Task description – Search the lines of the records for the word "ClassifyConfig", and copy every line that has it.

·····

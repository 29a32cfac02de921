//! Batch classification pipeline.
//!
//! Phases: enumerate external symbols from the graph store, organize them
//! into a tree (namespace split for delimited languages, family clustering
//! for flat ones), reconcile against the knowledge base, report.

use provenance_core::config::ClassifyConfig;
use provenance_core::errors::ClassifyError;
use provenance_core::traits::{EvidenceSource, GraphStore, KnowledgeBase};
use provenance_core::types::framework::FrameworkRecord;
use provenance_core::types::language::Language;
use tracing::info;

use crate::cluster::FamilyClusterer;
use crate::nlp::TextClassifier;
use crate::report::ClassificationReport;
use crate::tree::{Segmenter, SymbolTree};
use crate::walker::{ReconcileWalker, WalkerDiagnostics};

/// Everything one batch run produces.
pub struct PipelineOutcome {
    pub report: ClassificationReport,
    pub resolved: Vec<FrameworkRecord>,
    pub diagnostics: WalkerDiagnostics,
}

/// One-shot batch pass over a snapshot of candidate symbols.
pub struct ClassificationPipeline<'a> {
    graph: &'a dyn GraphStore,
    oracle: &'a dyn KnowledgeBase,
    config: ClassifyConfig,
}

impl<'a> ClassificationPipeline<'a> {
    pub fn new(
        graph: &'a dyn GraphStore,
        oracle: &'a dyn KnowledgeBase,
        config: ClassifyConfig,
    ) -> Self {
        Self {
            graph,
            oracle,
            config,
        }
    }

    /// Classify every external symbol of `language` in `application`.
    ///
    /// Only input enumeration can fail the run; every downstream error
    /// degrades per node inside the walker.
    pub fn run(
        &self,
        language: Language,
        application: &str,
        classifier: &mut TextClassifier,
        evidence: Option<&mut dyn EvidenceSource>,
    ) -> Result<PipelineOutcome, ClassifyError> {
        let symbols = self.graph.list_external_symbols(language, application)?;
        info!(
            %language,
            application,
            count = symbols.len(),
            "enumerated external symbols"
        );

        let tree = match language.delimiter() {
            Some(delimiter) => {
                let mut tree = SymbolTree::new(Segmenter::Delimited(delimiter));
                for symbol in symbols {
                    let name = symbol.name.clone();
                    tree.insert(&name, symbol);
                }
                tree
            }
            None => FamilyClusterer::new(&self.config)
                .build_tree(symbols, self.config.effective_max_cluster_depth()),
        };
        info!(nodes = tree.len(), "built symbol tree");

        let mut walker =
            ReconcileWalker::new(self.oracle, self.graph, classifier, language, &self.config);
        if let Some(source) = evidence {
            walker = walker.with_evidence(source);
        }

        let resolved = walker.classify_tree(&tree);
        let diagnostics = walker.diagnostics().clone();
        info!(
            resolved = resolved.len(),
            visited = diagnostics.nodes_visited,
            nlp_fallbacks = diagnostics.nlp_fallbacks,
            "walk complete"
        );

        Ok(PipelineOutcome {
            report: walker.into_report(),
            resolved,
            diagnostics,
        })
    }
}
//! Web-evidence source contract.

use crate::errors::ClassifyError;

/// Returns free-text evidence (search snippets, descriptions) for a symbol
/// name, for the statistical fallback classifier.
///
/// Treated as unreliable and rate-limited: the first
/// `EvidenceSourceExhausted` disables the source for the remainder of the
/// run, and the engine fails open to offline classification.
pub trait EvidenceSource: Send {
    fn lookup(&mut self, name: &str) -> Result<String, ClassifyError>;
}
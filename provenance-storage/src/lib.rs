//! # provenance-storage
//!
//! SQLite persistence for the Provenance classification engine.
//! WAL mode, single write-serialized connection, `user_version` schema
//! migrations. Hosts the knowledge-base store (the `KnowledgeBase` impl
//! with atomic find-or-create upsert) and the trained-model store.

pub mod engine;
pub mod migrations;

pub use engine::SqliteStorage;
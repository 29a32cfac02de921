//! Hash collection aliases used across the workspace.

use rustc_hash::{FxHashMap as Map, FxHashSet as Set};

pub type FxHashMap<K, V> = Map<K, V>;
pub type FxHashSet<T> = Set<T>;
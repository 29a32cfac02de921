//! Source languages and their naming conventions.

use serde::{Deserialize, Serialize};
use std::fmt;

/// Languages whose external symbols the engine classifies.
///
/// The delimiter decides which tree-building strategy applies: delimited
/// names go through the namespace tree, flat names through the family
/// clusterer.
#[derive(Debug, Clone, Copy, PartialEq, Eq, Hash, Serialize, Deserialize)]
#[serde(rename_all = "lowercase")]
pub enum Language {
    Java,
    CSharp,
    Python,
    JavaScript,
    Cobol,
}

impl Language {
    /// Package delimiter for qualified names; `None` means the language has
    /// no machine-parseable hierarchy (flat names).
    pub fn delimiter(&self) -> Option<char> {
        match self {
            Language::Java | Language::CSharp | Language::Python | Language::JavaScript => {
                Some('.')
            }
            Language::Cobol => None,
        }
    }

    /// Stable identifier used as a storage key.
    pub fn key(&self) -> &'static str {
        match self {
            Language::Java => "java",
            Language::CSharp => "csharp",
            Language::Python => "python",
            Language::JavaScript => "javascript",
            Language::Cobol => "cobol",
        }
    }

    /// Parse a storage key back into a language.
    pub fn from_key(key: &str) -> Option<Language> {
        match key {
            "java" => Some(Language::Java),
            "csharp" => Some(Language::CSharp),
            "python" => Some(Language::Python),
            "javascript" => Some(Language::JavaScript),
            "cobol" => Some(Language::Cobol),
            _ => None,
        }
    }
}

impl fmt::Display for Language {
    fn fmt(&self, f: &mut fmt::Formatter<'_>) -> fmt::Result {
        f.write_str(self.key())
    }
}
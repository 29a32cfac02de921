//! `SqliteStorage` — unified storage engine.
//!
//! Owns the single write-serialized connection plus a read cache, and
//! implements the `KnowledgeBase` trait from `provenance-core`. The
//! `(pattern, language)` unique index plus `INSERT .. ON CONFLICT DO
//! UPDATE .. RETURNING` makes find-or-create atomic from the oracle's
//! perspective, so concurrent minting can never register a duplicate.

use std::path::Path;
use std::sync::Mutex;
use std::time::{SystemTime, UNIX_EPOCH};

use moka::sync::Cache;
use rusqlite::{params, Connection, OptionalExtension, Row};
use tracing::debug;

use provenance_core::errors::{ClassifyError, StorageError};
use provenance_core::traits::KnowledgeBase;
use provenance_core::types::framework::{FrameworkRecord, Taxonomy};
use provenance_core::types::language::Language;

const FIND_CACHE_CAPACITY: u64 = 4_096;

/// SQLite-backed knowledge base and model store.
pub struct SqliteStorage {
    conn: Mutex<Connection>,
    /// Read cache for exact pattern lookups, keyed by `pattern \x1f language`.
    find_cache: Cache<String, FrameworkRecord>,
}

impl SqliteStorage {
    /// Open a file-backed store. Applies pragmas and runs migrations.
    pub fn open(path: &Path) -> Result<Self, StorageError> {
        let conn = Connection::open(path).map_err(sqlite_err)?;
        Self::init(conn)
    }

    /// Open an in-memory store (for testing).
    pub fn open_in_memory() -> Result<Self, StorageError> {
        let conn = Connection::open_in_memory().map_err(sqlite_err)?;
        Self::init(conn)
    }

    fn init(conn: Connection) -> Result<Self, StorageError> {
        conn.pragma_update(None, "journal_mode", "WAL")
            .map_err(sqlite_err)?;
        conn.pragma_update(None, "synchronous", "NORMAL")
            .map_err(sqlite_err)?;
        crate::migrations::run_migrations(&conn)?;
        Ok(Self {
            conn: Mutex::new(conn),
            find_cache: Cache::new(FIND_CACHE_CAPACITY),
        })
    }

    /// Persist a trained model's JSON for a language, replacing any
    /// previous one wholesale.
    pub fn save_model(&self, language: Language, model_json: &str) -> Result<(), StorageError> {
        let trained_at = SystemTime::now()
            .duration_since(UNIX_EPOCH)
            .map(|d| d.as_secs())
            .unwrap_or(0);
        let conn = self.lock_conn()?;
        conn.execute(
            "INSERT INTO nlp_models (language, model_json, trained_at)
             VALUES (?1, ?2, ?3)
             ON CONFLICT (language) DO UPDATE SET
                model_json = excluded.model_json,
                trained_at = excluded.trained_at",
            params![language.key(), model_json, trained_at],
        )
        .map_err(sqlite_err)?;
        Ok(())
    }

    /// Load a previously persisted model's JSON, if any.
    pub fn load_model(&self, language: Language) -> Result<Option<String>, StorageError> {
        let conn = self.lock_conn()?;
        conn.query_row(
            "SELECT model_json FROM nlp_models WHERE language = ?1",
            params![language.key()],
            |row| row.get(0),
        )
        .optional()
        .map_err(sqlite_err)
    }

    /// Number of catalog records, for diagnostics.
    pub fn record_count(&self) -> Result<usize, StorageError> {
        let conn = self.lock_conn()?;
        conn.query_row("SELECT COUNT(*) FROM frameworks", [], |row| row.get(0))
            .map(|n: i64| n as usize)
            .map_err(sqlite_err)
    }

    fn lock_conn(&self) -> Result<std::sync::MutexGuard<'_, Connection>, StorageError> {
        self.conn.lock().map_err(|_| StorageError::DbBusy)
    }

    fn cache_key(pattern: &str, language: Language) -> String {
        format!("{}\u{1f}{}", pattern, language.key())
    }
}

impl KnowledgeBase for SqliteStorage {
    /// Exact `(pattern, language)` lookup first; on a miss, regex records
    /// for the language are matched against the path so regex boundaries
    /// minted in earlier runs still resolve.
    fn find_by_pattern(
        &self,
        pattern: &str,
        language: Language,
    ) -> Result<Option<FrameworkRecord>, ClassifyError> {
        let key = Self::cache_key(pattern, language);
        if let Some(hit) = self.find_cache.get(&key) {
            return Ok(Some(hit));
        }

        let conn = self.lock_conn()?;
        let exact = conn
            .query_row(
                "SELECT name, pattern, is_regex, language, is_root,
                        level1, level2, level3, level4, level5,
                        description, location
                 FROM frameworks WHERE pattern = ?1 AND language = ?2",
                params![pattern, language.key()],
                row_to_record,
            )
            .optional()
            .map_err(sqlite_err)?;

        if let Some(record) = exact {
            self.find_cache.insert(key, record.clone());
            return Ok(Some(record));
        }

        // Regex records are few; scan and match client-side of the table.
        let mut stmt = conn
            .prepare(
                "SELECT name, pattern, is_regex, language, is_root,
                        level1, level2, level3, level4, level5,
                        description, location
                 FROM frameworks WHERE language = ?1 AND is_regex = 1
                 ORDER BY id",
            )
            .map_err(sqlite_err)?;
        let rows = stmt
            .query_map(params![language.key()], row_to_record)
            .map_err(sqlite_err)?;
        for row in rows {
            let record = row.map_err(sqlite_err)?;
            if record.matches(pattern) {
                self.find_cache.insert(key, record.clone());
                return Ok(Some(record));
            }
        }

        Ok(None)
    }

    fn upsert(&self, record: FrameworkRecord) -> Result<FrameworkRecord, ClassifyError> {
        let conn = self.lock_conn()?;
        let stored = conn
            .query_row(
                "INSERT INTO frameworks
                    (name, pattern, is_regex, language, is_root,
                     level1, level2, level3, level4, level5,
                     description, location)
                 VALUES (?1, ?2, ?3, ?4, ?5, ?6, ?7, ?8, ?9, ?10, ?11, ?12)
                 ON CONFLICT (pattern, language) DO UPDATE SET
                    name = excluded.name,
                    is_regex = excluded.is_regex,
                    is_root = excluded.is_root,
                    level1 = excluded.level1,
                    level2 = excluded.level2,
                    level3 = excluded.level3,
                    level4 = excluded.level4,
                    level5 = excluded.level5,
                    description = excluded.description,
                    location = excluded.location
                 RETURNING name, pattern, is_regex, language, is_root,
                           level1, level2, level3, level4, level5,
                           description, location",
                params![
                    record.name,
                    record.pattern,
                    record.is_regex as i64,
                    record.language.key(),
                    record.is_root as i64,
                    record.taxonomy.level1,
                    record.taxonomy.level2,
                    record.taxonomy.level3,
                    record.taxonomy.level4,
                    record.taxonomy.level5,
                    record.description,
                    record.location,
                ],
                row_to_record,
            )
            .map_err(sqlite_err)?;

        debug!(pattern = %stored.pattern, language = %stored.language, "upserted framework record");
        self.find_cache.insert(
            Self::cache_key(&stored.pattern, stored.language),
            stored.clone(),
        );
        Ok(stored)
    }
}

fn row_to_record(row: &Row<'_>) -> rusqlite::Result<FrameworkRecord> {
    let language_key: String = row.get(3)?;
    let language = Language::from_key(&language_key).ok_or_else(|| {
        rusqlite::Error::InvalidColumnType(3, "language".to_string(), rusqlite::types::Type::Text)
    })?;
    Ok(FrameworkRecord {
        name: row.get(0)?,
        pattern: row.get(1)?,
        is_regex: row.get::<_, i64>(2)? != 0,
        language,
        is_root: row.get::<_, i64>(4)? != 0,
        taxonomy: Taxonomy {
            level1: row.get(5)?,
            level2: row.get(6)?,
            level3: row.get(7)?,
            level4: row.get(8)?,
            level5: row.get(9)?,
        },
        description: row.get(10)?,
        location: row.get(11)?,
    })
}

fn sqlite_err(e: rusqlite::Error) -> StorageError {
    StorageError::SqliteError {
        message: e.to_string(),
    }
}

·····

Response to the exercise –
use provenance_core::config::ClassifyConfig;
    config: ClassifyConfig,
        config: ClassifyConfig,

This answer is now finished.